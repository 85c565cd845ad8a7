use anyhow::Result;
use async_trait::async_trait;
use log::debug;

use crate::integrations::{model::common::IntegrationService, traits::ConnectorOperations};

use super::model::connector::ConnectorResponse;
use super::{RestClient, CONNECTORS_ENDPOINT};

#[async_trait]
impl ConnectorOperations for RestClient {
    async fn list_connectors(&self) -> Result<Vec<IntegrationService>> {
        debug!("list_connectors called");
        let connectors: Vec<ConnectorResponse> = self.get_json(CONNECTORS_ENDPOINT).await?;
        debug!("Fetched {} connectors", connectors.len());
        Ok(connectors.into_iter().map(Into::into).collect())
    }
}
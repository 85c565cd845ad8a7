pub mod commands_help;
pub mod confirm;
pub mod error;
pub mod integrations;
pub mod navigation;

use ratatui::layout::{Constraint, Flex, Layout, Rect};

/// helper function to create a centered rect using up certain percentage of the available rect `r`
pub fn popup_area(area: Rect, percent_x: u16, percent_y: u16) -> Rect {
    let vertical = Layout::vertical([Constraint::Percentage(percent_y)]).flex(Flex::Center);
    let horizontal = Layout::horizontal([Constraint::Percentage(percent_x)]).flex(Flex::Center);
    let [area] = vertical.areas(area);
    let [area] = horizontal.areas(area);
    area
}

────────────────────

### Assigned task
For the records above, state how many lines include "Constraint", giving no more than the number.

### Output of the exercise
3